In addition to the foregoing, we find practical support for our decision to resolve whether respondent complied with section 6223(a) in this affected items proceeding. Petitioners allege that they did not receive the FPAA covering Wind 2's 1983 taxable year, and, thus, as a practical matter they were unable to file a timely petition for readjustment as notice partners under section 6226(b)(1). Under the circumstances, this is the best (and perhaps only) forum in which petitioners can contest the notice issue.

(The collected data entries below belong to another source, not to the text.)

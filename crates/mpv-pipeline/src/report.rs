//! Run identifiers and reports

use serde::{Deserialize, Serialize};
use std::time::Duration;
use ulid::Ulid;

/// Unique run identifier (ULID for sortability)
#[derive(Debug, Clone, Copy, PartialEq, Eq, PartialOrd, Ord, Hash, Serialize, Deserialize)]
pub struct RunId(pub Ulid);

impl RunId {
    /// Generate new run ID
    #[inline]
    #[must_use]
    pub fn new() -> Self {
        Self(Ulid::new())
    }
}

impl Default for RunId {
    fn default() -> Self {
        Self::new()
    }
}

impl std::fmt::Display for RunId {
    fn fmt(&self, f: &mut std::fmt::Formatter<'_>) -> std::fmt::Result {
        write!(f, "{}", self.0)
    }
}

/// How a run ended
#[derive(Debug, Clone, Copy, PartialEq, Eq, Hash, Serialize, Deserialize)]
#[serde(rename_all = "snake_case")]
pub enum RunOutcome {
    /// Every rule passed
    Approved,
    /// A rule failed
    Rejected,
    /// A rule faulted
    Faulted,
    /// The deadline expired between rules
    DeadlineExceeded,
}

impl RunOutcome {
    /// Check if the plan was approved
    #[inline]
    #[must_use]
    pub fn is_approved(self) -> bool {
        matches!(self, Self::Approved)
    }
}

/// Summary of one pipeline run
#[derive(Debug, Clone, PartialEq, Eq, Serialize, Deserialize)]
pub struct RunReport {
    /// Run identifier
    pub run_id: RunId,
    /// Pipeline name from the configuration
    pub pipeline: String,
    /// Final outcome
    pub outcome: RunOutcome,
    /// Names of attempted rules, in execution order
    pub evaluated: Vec<String>,
    /// Rule that failed or faulted, if any
    pub failed_rule: Option<String>,
    /// Rules still pending after the run
    pub remaining: usize,
    /// Rules undone by automatic rollback
    pub rolled_back: usize,
    /// Wall-clock time spent in the run
    pub elapsed: Duration,
}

Turning now to the question of the validity of the FPAA for 1983, we look first to the specific provisions governing the mailing of partnership notices. For purposes of issuing the notices specified in section 6223(a), including an FPAA, respondent is required to use the names, addresses, and profits interests shown on the partnership return for the year at issue as modified by "additional information furnished to him by the tax matters partner or any other person in accordance with regulations prescribed by the Secretary." Sec. 6223(c)(1) and (2). Further, section 301.6223(c)-1T(f), Temporary Proced. & Admin. Regs., 52 Fed. Reg. 6784 (Mar. 5, 1987), provides in pertinent part:

(f) Service may use other information. In addition to the information on the partnership return * * * the Service may use other information in its possession (for example, a change in address reflected on a partner's return) in administering subchapter C of chapter 63 of the Code. However, the Service is not obligated to search its records for information not expressly furnished under this section.

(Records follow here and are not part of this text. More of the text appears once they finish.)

//! Error types for rules and rule assembly
//!
//! Provides error handling for:
//! - Rules that cannot interpret a plan ([`RuleFault`])
//! - Invalid assembly or engine usage ([`ConfigError`])
//!
//! A rejected plan is neither: it is `Ok(Verdict::Fail)`.

use mpv_plan::PlanError;

/// A rule malfunctioned
///
/// Distinct from a failing verdict so callers can tell "mission rejected"
/// apart from "validator malfunctioned". Never retried.
#[derive(Debug, Clone, PartialEq, thiserror::Error)]
pub enum RuleFault {
    /// The plan is missing a field or carries an unusable value
    #[error("malformed plan: {0}")]
    Plan(#[from] PlanError),

    /// Rule-specific malfunction
    #[error("rule `{rule}` malfunctioned: {reason}")]
    Malformed {
        /// Rule name
        rule: String,
        /// Human-readable reason
        reason: String,
    },
}

impl RuleFault {
    /// Create a rule-specific fault
    #[inline]
    #[must_use]
    pub fn malformed(rule: impl Into<String>, reason: impl Into<String>) -> Self {
        Self::Malformed {
            rule: rule.into(),
            reason: reason.into(),
        }
    }
}

/// Programmer error in assembling rules or driving the engine
///
/// Signalled immediately, never ignored.
#[derive(Debug, Clone, PartialEq, Eq, thiserror::Error)]
pub enum ConfigError {
    /// Operation not allowed in the engine's current state
    #[error("`{operation}` is not allowed while {state}")]
    InvalidState {
        /// Attempted operation
        operation: &'static str,
        /// Engine state name
        state: &'static str,
    },

    /// State machine rejected a transition
    #[error("illegal state transition: {from} -> {to}")]
    IllegalTransition {
        /// Source state name
        from: &'static str,
        /// Target state name
        to: &'static str,
    },

    /// Undo requested but nothing has run
    #[error("nothing to undo: no rules have executed")]
    NothingToUndo,

    /// Pending queue is full
    #[error("pending queue is full (max: {limit})")]
    CapacityExceeded {
        /// Configured queue limit
        limit: usize,
    },

    /// Linking would make a chain reach itself
    #[error("linking `{node}` would create a cycle")]
    ChainCycle {
        /// Node being linked
        node: String,
    },

    /// A chain needs at least one node
    #[error("chain has no nodes")]
    EmptyChain,

    /// A decorator stack needs a base rule to wrap
    #[error("decorator stack has no base rule")]
    MissingBase,
}

#[cfg(test)]
mod tests {
    use super::*;
    use mpv_plan::PlanField;

    #[test]
    fn plan_error_converts() {
        let fault: RuleFault = PlanError::MissingField(PlanField::Altitude).into();
        assert!(matches!(fault, RuleFault::Plan(_)));
        assert!(fault.to_string().contains("altitude"));
    }

    #[test]
    fn malformed_display() {
        let fault = RuleFault::malformed("power", "negative draw");
        assert_eq!(
            fault.to_string(),
            "rule `power` malfunctioned: negative draw"
        );
    }

    #[test]
    fn invalid_state_display() {
        let err = ConfigError::InvalidState {
            operation: "enqueue",
            state: "running",
        };
        assert_eq!(err.to_string(), "`enqueue` is not allowed while running");
    }
}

As is the case with a statutory notice of deficiency, the validity of a properly mailed FPAA is not contingent upon actual receipt by either the tax matters partner or a notice partner. See, e.g., Yusko v. Commissioner, 89 T.C. 806, 810 (1987).

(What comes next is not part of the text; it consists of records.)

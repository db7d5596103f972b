//! Plan and config document loading
//!
//! Documents are JSON or TOML, chosen by file extension.

use crate::error::LoadError;
use crate::plan::MissionPlan;
use serde::de::DeserializeOwned;
use std::path::Path;

/// Supported document formats
#[derive(Debug, Clone, Copy, PartialEq, Eq)]
pub enum DocumentFormat {
    /// `.json`
    Json,
    /// `.toml`
    Toml,
}

impl DocumentFormat {
    /// Detect the format from a path's extension
    #[must_use]
    pub fn from_path(path: &Path) -> Option<Self> {
        let ext = path.extension()?.to_str()?;
        if ext.eq_ignore_ascii_case("json") {
            Some(Self::Json)
        } else if ext.eq_ignore_ascii_case("toml") {
            Some(Self::Toml)
        } else {
            None
        }
    }
}

/// Read and deserialize any JSON or TOML document
pub fn read_document<T: DeserializeOwned>(path: &Path) -> Result<T, LoadError> {
    let format = DocumentFormat::from_path(path)
        .ok_or_else(|| LoadError::UnsupportedFormat(path.to_path_buf()))?;

    let text = std::fs::read_to_string(path).map_err(|source| LoadError::Io {
        path: path.to_path_buf(),
        source,
    })?;

    tracing::debug!(path = %path.display(), ?format, "loading document");

    match format {
        DocumentFormat::Json => serde_json::from_str(&text).map_err(|source| LoadError::Json {
            path: path.to_path_buf(),
            source,
        }),
        DocumentFormat::Toml => toml::from_str(&text).map_err(|source| LoadError::Toml {
            path: path.to_path_buf(),
            source,
        }),
    }
}

/// Load a [`MissionPlan`] document
pub fn load_plan(path: &Path) -> Result<MissionPlan, LoadError> {
    read_document(path)
}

Bearing section 301.6223(c)-1T(f), Temporary Proced. & Admin. Regs., supra, in mind, it is evident that respondent properly notified petitioners of the Wind 2 partnership proceedings for the 1983 taxable year. In the normal course, respondent could have satisfied the TEFRA notice requirements by mailing a copy of the FPAA for 1983 to petitioners at the Calabasas address≈the address listed for petitioners on Wind 2's 1983 partnership return. Sec. 6223(c)(1). However, at the time respondent was preparing the FPAA, she reviewed petitioners' individual income tax returns and learned that petitioners were residing at the Westlake Village address. Based on this information, respondent mailed the FPAA to the Westlake Village address in a good faith effort to notify petitioners of the Wind 2 partnership adjustments. Section 6223(a) requires nothing more of respondent.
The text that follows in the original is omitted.